Required work –
Within the entries below, how many lines carry the word "return"? State the number and stop.

Collected data entries:
Start of Block

use chrono::{Duration as ChronoDuration, NaiveDate};

use research_core::{with_retries, MacroContext, ResearchError};

use crate::FragmentContext;

const WINDOW_BEFORE_DAYS: i64 = 7;
const WINDOW_AFTER_DAYS: i64 = 7;

/// Economic calendar + treasury curve + risk premium for the window around
/// the baseline. Not ticker-keyed, so one fetch serves a whole batch.
pub async fn build_macro(
    ctx: &FragmentContext,
    baseline: NaiveDate,
) -> Result<MacroContext, ResearchError> {
    let window_start = baseline - ChronoDuration::days(WINDOW_BEFORE_DAYS);
    let window_end = baseline + ChronoDuration::days(WINDOW_AFTER_DAYS);

    let kv_key = format!("macro_{window_start}_{window_end}");
    if let Some(cached) = ctx.kv.read(&kv_key, ctx.config.macro_ttl()).await {
        if let Ok(context) = serde_json::from_value::<MacroContext>(cached) {
            return Ok(context);
        }
    }

    let Some(fmp) = ctx.fmp.clone() else {
        return Err(ResearchError::upstream(None, "macro vendor not configured"));
    };

    let (events, treasury, risk_premium) = tokio::join!(
        with_retries(ctx.config.api_retry_attempts, ctx.config.retry_delay(), || {
            fmp.economic_calendar(window_start, window_end)
        }),
        with_retries(ctx.config.api_retry_attempts, ctx.config.retry_delay(), || {
            fmp.treasury_yields(window_start, window_end)
        }),
        with_retries(ctx.config.api_retry_attempts, ctx.config.retry_delay(), || {
            fmp.market_risk_premium()
        }),
    );

    let mut failures = 0;
    let events = events.unwrap_or_else(|e| {
        tracing::warn!("economic calendar failed: {e}");
        failures += 1;
        Vec::new()
    });
    let treasury = treasury.unwrap_or_else(|e| {
        tracing::warn!("treasury yields failed: {e}");
        failures += 1;
        None
    });
    let risk_premium = risk_premium.unwrap_or_else(|e| {
        tracing::warn!("risk premium failed: {e}");
        failures += 1;
        None
    });

    if failures == 3 {
        return Err(ResearchError::upstream(None, "all macro sources failed"));
    }

    let mut limited = events;
    limited.truncate(ctx.config.macro_event_limit);

    let context = MacroContext {
        events: limited,
        treasury,
        risk_premium,
        window_start: Some(window_start),
        window_end: Some(window_end),
        error: None,
    };

    if let Ok(json) = serde_json::to_value(&context) {
        let _ = ctx.kv.write(&kv_key, &json).await;
    }
    Ok(context)
}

End of Block

Reply to the exercise –
3